» **What to work on**
All lines from the opening of the entries below through the line containing "fn test_dir(name: &str)" must be output exactly as they appear, with no other lines.

(Collected data entries)
::::::
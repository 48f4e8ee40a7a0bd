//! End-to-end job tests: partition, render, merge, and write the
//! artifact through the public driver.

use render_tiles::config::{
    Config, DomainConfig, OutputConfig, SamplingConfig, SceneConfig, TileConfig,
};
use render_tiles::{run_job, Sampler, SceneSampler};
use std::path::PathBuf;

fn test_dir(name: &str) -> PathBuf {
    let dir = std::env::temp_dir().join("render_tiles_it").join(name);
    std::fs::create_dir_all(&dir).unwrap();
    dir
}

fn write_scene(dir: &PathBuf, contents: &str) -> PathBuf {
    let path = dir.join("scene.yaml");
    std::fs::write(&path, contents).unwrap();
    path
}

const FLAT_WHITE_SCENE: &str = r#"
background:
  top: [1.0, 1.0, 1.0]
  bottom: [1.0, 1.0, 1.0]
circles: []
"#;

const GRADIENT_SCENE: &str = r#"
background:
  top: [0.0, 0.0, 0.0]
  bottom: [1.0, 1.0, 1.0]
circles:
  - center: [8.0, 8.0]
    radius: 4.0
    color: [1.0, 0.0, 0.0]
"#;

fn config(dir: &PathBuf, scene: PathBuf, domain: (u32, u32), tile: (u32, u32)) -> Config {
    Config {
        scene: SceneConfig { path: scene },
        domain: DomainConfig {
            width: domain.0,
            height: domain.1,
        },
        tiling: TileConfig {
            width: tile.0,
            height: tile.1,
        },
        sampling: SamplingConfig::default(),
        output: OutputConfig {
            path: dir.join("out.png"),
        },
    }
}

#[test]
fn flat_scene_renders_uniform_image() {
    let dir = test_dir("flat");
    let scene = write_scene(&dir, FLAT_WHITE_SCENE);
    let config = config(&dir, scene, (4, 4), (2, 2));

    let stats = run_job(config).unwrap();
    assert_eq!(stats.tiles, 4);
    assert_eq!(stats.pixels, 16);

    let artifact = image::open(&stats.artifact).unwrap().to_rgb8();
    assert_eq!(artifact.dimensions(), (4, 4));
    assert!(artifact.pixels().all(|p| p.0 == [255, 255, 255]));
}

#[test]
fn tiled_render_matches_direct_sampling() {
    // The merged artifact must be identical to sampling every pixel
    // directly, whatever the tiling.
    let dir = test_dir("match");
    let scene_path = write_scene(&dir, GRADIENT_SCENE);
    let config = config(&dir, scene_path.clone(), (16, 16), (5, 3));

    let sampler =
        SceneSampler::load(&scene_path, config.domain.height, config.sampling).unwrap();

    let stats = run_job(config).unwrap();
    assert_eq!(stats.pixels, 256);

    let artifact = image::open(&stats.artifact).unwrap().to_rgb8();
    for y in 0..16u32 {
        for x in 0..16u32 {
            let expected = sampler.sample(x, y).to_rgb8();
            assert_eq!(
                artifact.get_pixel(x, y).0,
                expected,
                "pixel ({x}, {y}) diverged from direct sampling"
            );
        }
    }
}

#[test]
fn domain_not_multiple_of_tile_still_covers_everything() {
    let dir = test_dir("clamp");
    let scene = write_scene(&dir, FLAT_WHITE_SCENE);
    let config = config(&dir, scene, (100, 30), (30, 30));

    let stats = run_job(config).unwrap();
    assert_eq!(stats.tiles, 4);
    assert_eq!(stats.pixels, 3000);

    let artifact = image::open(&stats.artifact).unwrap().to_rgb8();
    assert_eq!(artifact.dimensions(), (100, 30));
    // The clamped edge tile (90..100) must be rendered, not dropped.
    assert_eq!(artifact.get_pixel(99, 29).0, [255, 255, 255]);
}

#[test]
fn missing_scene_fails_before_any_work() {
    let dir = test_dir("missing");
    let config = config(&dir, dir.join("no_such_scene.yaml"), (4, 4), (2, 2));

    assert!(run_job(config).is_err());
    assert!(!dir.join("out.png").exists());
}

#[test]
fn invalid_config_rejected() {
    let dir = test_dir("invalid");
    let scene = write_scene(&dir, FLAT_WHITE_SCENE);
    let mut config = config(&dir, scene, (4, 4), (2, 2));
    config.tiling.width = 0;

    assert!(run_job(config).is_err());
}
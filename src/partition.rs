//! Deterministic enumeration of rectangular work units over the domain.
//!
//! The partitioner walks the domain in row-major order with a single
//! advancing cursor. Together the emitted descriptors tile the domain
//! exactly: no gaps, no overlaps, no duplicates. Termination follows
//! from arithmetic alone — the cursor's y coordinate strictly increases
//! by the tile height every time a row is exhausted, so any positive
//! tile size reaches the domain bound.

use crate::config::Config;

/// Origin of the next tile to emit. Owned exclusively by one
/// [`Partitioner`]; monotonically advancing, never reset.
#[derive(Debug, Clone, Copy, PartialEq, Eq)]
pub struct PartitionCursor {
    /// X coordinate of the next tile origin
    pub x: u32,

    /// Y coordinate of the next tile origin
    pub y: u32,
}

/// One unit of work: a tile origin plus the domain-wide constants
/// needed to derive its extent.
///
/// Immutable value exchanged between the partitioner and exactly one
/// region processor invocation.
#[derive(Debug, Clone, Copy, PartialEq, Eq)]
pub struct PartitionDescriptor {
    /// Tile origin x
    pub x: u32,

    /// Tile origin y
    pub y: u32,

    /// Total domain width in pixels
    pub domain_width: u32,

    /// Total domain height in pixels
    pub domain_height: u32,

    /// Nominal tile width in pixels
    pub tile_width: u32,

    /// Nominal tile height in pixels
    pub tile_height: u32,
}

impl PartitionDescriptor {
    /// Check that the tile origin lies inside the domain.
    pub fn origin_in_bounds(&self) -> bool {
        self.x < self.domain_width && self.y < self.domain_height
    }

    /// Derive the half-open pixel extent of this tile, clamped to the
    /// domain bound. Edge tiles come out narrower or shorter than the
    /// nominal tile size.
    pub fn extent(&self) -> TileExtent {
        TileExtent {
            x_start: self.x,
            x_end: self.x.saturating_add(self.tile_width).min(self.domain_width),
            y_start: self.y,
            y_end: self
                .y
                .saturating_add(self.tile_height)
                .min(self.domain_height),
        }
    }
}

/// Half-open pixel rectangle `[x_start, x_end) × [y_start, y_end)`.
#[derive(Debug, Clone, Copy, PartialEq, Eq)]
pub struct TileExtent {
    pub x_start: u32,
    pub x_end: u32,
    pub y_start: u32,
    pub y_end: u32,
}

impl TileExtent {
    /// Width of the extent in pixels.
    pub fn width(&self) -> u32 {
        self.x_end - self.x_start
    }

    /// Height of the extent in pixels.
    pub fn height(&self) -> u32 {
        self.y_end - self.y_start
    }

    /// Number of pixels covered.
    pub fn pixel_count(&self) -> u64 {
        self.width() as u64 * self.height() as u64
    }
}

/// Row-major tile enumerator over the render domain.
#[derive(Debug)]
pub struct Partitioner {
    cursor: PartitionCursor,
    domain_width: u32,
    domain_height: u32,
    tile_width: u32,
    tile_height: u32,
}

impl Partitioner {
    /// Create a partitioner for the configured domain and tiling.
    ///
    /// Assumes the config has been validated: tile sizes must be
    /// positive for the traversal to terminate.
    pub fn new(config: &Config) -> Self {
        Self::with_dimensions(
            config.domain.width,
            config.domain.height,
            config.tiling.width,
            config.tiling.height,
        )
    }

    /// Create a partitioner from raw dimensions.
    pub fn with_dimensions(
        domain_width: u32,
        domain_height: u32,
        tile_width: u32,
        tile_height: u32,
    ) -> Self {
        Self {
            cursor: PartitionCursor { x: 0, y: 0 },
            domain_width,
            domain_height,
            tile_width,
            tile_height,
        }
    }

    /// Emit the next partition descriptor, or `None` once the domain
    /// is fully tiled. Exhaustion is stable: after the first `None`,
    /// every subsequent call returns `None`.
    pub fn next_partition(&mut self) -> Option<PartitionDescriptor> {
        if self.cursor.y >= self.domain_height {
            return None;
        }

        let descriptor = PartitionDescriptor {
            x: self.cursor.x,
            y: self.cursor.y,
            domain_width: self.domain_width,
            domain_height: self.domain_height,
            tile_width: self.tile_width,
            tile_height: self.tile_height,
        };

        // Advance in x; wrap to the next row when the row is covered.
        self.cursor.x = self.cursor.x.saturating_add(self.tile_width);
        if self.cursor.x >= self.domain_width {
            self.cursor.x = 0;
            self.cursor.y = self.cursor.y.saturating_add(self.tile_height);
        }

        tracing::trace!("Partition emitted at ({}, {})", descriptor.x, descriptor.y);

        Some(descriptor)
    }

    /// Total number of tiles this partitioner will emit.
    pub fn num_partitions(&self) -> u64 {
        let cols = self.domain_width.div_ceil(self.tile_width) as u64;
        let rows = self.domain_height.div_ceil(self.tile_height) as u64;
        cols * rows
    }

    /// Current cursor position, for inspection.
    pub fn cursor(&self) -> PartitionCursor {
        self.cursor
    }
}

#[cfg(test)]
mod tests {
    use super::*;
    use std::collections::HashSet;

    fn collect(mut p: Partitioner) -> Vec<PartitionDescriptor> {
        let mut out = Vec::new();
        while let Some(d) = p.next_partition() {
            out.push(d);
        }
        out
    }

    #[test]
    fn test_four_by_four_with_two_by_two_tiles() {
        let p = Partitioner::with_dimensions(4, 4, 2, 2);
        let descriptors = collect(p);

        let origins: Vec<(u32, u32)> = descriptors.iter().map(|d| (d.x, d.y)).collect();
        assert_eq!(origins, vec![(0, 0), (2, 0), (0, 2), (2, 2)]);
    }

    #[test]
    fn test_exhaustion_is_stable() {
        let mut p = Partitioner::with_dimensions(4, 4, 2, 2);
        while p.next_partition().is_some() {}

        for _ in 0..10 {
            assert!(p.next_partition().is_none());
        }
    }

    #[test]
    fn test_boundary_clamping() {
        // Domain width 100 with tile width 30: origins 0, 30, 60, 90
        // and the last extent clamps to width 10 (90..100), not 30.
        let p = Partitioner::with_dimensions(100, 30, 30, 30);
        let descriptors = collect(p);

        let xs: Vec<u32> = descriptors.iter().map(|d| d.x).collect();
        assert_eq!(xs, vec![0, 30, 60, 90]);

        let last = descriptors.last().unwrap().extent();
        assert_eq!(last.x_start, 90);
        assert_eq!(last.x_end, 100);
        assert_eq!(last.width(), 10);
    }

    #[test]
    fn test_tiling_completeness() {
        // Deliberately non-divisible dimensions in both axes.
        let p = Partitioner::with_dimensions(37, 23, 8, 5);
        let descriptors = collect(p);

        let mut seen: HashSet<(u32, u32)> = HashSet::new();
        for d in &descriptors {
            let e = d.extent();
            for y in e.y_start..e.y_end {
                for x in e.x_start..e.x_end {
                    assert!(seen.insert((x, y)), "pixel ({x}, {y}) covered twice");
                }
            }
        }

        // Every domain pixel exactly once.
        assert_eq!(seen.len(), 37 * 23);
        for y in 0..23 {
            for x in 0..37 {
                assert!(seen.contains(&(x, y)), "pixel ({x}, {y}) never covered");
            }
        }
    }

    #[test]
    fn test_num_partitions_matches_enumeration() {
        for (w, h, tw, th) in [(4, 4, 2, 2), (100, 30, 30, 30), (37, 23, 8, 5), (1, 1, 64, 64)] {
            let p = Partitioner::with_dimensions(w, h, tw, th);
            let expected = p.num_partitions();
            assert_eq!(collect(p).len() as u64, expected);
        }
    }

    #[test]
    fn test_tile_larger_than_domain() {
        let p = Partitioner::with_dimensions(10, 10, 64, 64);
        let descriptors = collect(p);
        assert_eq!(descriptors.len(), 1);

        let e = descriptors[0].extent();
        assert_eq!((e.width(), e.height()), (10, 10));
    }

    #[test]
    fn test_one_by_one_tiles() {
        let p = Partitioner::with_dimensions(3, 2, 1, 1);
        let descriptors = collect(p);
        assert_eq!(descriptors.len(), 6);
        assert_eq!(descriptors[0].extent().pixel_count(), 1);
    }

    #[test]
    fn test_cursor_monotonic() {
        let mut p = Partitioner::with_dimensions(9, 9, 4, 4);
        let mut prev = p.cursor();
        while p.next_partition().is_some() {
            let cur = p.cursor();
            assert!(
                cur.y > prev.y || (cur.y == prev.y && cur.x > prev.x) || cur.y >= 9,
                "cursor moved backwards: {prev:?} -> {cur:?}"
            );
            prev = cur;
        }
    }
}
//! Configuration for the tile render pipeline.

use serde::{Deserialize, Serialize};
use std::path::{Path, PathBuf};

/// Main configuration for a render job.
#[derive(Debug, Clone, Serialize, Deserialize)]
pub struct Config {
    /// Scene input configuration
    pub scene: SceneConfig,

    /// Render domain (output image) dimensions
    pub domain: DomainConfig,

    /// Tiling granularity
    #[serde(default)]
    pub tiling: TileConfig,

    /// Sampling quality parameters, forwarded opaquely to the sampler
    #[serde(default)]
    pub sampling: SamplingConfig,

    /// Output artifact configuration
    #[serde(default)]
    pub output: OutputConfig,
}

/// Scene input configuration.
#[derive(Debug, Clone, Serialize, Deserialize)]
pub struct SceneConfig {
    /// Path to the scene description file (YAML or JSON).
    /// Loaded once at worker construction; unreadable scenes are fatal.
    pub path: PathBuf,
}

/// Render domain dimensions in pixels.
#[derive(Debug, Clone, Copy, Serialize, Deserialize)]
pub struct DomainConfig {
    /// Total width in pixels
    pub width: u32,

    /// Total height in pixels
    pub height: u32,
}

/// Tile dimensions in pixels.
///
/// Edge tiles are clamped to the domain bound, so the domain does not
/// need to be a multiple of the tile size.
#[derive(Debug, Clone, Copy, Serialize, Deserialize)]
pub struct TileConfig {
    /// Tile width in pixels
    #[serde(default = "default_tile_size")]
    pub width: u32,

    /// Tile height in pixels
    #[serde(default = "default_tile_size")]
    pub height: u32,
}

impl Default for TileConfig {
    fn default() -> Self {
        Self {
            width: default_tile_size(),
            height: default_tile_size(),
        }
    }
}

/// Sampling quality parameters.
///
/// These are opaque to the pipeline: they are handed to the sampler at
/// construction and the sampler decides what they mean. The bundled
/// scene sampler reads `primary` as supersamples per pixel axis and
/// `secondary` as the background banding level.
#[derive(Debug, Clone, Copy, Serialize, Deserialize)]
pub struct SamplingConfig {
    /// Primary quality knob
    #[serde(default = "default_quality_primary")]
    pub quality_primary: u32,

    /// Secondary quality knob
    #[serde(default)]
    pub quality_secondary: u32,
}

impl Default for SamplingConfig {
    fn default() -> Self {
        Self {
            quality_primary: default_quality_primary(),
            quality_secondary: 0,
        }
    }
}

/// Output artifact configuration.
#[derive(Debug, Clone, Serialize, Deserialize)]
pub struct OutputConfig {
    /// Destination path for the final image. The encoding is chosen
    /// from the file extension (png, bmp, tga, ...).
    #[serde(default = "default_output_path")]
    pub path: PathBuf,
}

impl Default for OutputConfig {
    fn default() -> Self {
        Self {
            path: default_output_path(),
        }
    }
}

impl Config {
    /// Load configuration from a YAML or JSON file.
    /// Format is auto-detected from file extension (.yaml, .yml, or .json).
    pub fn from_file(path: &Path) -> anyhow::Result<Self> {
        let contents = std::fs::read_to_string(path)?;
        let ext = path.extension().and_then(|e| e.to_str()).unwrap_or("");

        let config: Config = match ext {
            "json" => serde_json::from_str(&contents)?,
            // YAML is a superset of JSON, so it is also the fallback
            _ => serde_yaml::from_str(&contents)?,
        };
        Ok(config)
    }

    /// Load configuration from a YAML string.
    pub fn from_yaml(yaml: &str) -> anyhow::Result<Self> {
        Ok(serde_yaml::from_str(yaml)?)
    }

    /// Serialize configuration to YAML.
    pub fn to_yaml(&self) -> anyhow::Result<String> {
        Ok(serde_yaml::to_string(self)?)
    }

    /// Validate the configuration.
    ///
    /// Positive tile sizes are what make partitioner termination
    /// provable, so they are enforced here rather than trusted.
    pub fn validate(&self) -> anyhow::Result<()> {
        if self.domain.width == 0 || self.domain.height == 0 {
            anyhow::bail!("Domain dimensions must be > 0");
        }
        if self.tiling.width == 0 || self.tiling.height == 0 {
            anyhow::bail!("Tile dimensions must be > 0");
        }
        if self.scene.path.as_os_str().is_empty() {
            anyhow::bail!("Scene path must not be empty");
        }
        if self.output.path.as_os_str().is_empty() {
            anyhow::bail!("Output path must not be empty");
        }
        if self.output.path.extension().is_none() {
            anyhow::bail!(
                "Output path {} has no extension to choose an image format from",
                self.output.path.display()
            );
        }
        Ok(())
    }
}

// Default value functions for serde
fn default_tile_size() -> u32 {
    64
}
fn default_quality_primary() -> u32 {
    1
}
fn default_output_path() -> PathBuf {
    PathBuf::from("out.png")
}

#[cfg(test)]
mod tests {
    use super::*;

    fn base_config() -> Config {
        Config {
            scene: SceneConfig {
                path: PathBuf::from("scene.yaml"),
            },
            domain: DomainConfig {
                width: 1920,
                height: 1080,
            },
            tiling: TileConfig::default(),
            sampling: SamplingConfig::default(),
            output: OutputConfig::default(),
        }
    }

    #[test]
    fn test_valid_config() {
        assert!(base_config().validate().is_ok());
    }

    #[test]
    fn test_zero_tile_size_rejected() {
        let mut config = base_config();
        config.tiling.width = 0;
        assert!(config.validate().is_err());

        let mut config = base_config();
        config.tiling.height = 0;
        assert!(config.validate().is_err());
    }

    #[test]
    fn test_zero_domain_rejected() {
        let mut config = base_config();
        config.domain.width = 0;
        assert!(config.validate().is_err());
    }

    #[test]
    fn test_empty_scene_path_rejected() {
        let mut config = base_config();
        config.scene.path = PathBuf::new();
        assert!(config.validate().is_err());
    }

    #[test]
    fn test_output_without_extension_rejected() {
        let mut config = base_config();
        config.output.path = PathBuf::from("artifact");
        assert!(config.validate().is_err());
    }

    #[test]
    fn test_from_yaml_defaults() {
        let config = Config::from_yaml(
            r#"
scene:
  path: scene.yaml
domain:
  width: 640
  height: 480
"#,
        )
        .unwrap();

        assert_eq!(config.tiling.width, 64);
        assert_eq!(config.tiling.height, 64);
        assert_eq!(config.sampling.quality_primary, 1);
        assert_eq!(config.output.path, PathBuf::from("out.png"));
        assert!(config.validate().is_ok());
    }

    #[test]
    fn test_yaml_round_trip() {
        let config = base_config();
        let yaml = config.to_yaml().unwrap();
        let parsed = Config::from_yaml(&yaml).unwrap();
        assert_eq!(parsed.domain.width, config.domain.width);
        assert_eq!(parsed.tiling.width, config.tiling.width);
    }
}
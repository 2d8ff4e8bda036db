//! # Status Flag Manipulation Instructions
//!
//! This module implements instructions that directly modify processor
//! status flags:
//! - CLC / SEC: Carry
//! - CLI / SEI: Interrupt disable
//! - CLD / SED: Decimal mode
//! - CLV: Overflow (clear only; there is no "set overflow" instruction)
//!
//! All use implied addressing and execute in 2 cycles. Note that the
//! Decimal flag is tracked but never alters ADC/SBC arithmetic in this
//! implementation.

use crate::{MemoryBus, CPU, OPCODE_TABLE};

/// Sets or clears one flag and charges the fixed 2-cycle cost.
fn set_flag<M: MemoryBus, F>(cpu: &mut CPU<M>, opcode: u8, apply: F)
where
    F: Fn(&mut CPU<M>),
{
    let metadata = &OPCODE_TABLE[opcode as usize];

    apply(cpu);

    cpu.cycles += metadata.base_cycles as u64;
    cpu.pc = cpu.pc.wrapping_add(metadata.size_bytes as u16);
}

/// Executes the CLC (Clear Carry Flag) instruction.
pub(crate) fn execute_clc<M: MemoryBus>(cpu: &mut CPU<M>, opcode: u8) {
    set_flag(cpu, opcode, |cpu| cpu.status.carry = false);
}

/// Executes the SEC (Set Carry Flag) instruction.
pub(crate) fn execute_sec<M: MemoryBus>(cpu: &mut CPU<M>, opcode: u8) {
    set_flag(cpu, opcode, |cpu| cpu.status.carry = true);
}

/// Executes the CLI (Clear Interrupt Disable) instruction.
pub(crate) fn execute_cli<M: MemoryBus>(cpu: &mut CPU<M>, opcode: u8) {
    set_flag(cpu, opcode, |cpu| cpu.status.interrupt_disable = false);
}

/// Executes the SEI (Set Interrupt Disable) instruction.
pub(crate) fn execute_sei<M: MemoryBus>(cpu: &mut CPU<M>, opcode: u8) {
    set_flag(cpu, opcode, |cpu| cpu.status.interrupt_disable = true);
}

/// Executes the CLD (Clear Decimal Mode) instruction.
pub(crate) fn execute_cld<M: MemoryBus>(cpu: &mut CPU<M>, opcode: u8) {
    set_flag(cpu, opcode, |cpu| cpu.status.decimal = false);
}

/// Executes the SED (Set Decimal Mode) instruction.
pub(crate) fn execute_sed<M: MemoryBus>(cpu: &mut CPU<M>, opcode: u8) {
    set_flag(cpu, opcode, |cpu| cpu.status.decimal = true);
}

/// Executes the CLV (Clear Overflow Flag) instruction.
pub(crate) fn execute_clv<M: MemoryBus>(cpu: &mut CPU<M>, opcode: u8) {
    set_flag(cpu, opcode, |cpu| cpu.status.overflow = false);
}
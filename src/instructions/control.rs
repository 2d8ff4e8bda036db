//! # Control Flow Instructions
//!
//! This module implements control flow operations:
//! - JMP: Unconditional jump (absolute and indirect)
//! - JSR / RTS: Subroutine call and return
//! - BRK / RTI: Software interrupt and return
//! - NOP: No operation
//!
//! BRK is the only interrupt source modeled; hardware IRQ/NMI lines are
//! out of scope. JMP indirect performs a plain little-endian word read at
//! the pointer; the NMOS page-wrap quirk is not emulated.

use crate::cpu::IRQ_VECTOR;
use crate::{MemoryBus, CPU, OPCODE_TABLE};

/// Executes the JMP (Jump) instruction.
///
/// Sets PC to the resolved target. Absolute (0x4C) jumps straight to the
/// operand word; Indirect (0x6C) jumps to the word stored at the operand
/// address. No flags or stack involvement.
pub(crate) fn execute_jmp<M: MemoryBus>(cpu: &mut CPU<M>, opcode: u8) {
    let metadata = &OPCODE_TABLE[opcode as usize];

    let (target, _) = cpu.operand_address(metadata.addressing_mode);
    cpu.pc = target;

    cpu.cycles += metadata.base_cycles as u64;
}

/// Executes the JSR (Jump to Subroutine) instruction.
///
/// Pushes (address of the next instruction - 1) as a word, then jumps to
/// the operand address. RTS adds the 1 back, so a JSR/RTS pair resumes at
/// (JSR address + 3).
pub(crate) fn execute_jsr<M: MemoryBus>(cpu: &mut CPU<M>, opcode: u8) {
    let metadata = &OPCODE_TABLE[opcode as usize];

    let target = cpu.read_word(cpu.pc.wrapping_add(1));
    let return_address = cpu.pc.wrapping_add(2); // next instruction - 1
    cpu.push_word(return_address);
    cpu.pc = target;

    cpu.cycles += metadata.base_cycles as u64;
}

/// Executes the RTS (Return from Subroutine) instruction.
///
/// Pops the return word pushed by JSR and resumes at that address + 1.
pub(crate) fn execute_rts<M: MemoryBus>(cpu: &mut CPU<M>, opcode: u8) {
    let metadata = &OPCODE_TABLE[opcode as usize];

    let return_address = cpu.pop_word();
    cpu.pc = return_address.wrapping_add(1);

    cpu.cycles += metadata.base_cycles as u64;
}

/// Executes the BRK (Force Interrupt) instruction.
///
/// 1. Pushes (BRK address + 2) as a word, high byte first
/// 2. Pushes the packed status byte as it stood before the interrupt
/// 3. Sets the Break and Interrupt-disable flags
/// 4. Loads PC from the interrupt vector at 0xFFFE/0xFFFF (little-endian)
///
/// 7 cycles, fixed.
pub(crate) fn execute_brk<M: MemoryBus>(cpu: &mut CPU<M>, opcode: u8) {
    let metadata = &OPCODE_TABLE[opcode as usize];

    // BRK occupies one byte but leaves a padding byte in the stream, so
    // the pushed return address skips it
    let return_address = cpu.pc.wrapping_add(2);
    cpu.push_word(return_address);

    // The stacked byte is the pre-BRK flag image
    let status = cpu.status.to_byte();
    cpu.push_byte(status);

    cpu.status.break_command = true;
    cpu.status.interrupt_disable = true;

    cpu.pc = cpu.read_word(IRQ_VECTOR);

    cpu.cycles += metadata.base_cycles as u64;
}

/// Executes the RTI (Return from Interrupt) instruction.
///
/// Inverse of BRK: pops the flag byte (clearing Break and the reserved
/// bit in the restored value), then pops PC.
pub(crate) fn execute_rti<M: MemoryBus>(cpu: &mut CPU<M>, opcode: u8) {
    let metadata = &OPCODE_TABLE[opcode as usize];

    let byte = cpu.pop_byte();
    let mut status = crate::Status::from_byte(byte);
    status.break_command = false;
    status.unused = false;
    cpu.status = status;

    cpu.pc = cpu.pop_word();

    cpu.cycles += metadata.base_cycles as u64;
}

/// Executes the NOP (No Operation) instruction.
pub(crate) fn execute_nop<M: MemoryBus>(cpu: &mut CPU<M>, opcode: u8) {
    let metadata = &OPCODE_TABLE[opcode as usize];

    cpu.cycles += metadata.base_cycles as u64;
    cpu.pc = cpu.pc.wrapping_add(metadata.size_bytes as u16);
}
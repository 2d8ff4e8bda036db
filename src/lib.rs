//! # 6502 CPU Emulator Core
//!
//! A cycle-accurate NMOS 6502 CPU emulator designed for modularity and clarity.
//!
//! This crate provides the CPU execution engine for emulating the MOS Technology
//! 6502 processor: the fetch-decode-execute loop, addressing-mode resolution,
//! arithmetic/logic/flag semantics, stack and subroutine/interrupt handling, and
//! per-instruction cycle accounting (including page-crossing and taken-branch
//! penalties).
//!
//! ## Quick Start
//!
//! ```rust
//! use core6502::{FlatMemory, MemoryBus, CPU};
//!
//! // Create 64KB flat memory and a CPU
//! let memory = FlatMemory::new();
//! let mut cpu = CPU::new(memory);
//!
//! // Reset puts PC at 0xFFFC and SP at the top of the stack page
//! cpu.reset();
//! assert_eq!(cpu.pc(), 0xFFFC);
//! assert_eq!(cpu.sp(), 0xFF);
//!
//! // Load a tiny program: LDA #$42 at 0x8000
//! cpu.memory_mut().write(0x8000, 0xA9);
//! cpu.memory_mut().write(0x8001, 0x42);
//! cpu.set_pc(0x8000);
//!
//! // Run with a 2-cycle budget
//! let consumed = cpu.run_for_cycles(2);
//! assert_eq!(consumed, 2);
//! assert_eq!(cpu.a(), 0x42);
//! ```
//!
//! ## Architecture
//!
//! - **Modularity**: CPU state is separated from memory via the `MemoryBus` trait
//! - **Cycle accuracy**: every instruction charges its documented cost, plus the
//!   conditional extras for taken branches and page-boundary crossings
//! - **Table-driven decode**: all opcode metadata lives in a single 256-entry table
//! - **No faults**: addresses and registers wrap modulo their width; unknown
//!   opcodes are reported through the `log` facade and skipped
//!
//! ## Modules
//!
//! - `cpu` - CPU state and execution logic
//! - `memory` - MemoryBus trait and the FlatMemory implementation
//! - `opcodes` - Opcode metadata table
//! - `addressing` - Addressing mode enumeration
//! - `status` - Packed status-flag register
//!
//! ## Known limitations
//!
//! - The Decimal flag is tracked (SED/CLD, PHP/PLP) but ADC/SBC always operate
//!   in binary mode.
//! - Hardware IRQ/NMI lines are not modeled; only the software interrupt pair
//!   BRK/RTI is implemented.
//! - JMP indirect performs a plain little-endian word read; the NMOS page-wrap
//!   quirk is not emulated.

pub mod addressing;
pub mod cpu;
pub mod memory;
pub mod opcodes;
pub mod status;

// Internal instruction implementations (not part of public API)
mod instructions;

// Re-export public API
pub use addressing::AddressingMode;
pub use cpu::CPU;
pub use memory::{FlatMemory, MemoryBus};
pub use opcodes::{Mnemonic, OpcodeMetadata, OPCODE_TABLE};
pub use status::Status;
::::::
» **Written solution**
repository 48f4e8ee40a7a0bd
//! End-to-end job tests: partition, render, merge, and write the
//! artifact through the public driver.

use render_tiles::config::{
    Config, DomainConfig, OutputConfig, SamplingConfig, SceneConfig, TileConfig,
};
use render_tiles::{run_job, Sampler, SceneSampler};
use std::path::PathBuf;

fn test_dir(name: &str) -> PathBuf {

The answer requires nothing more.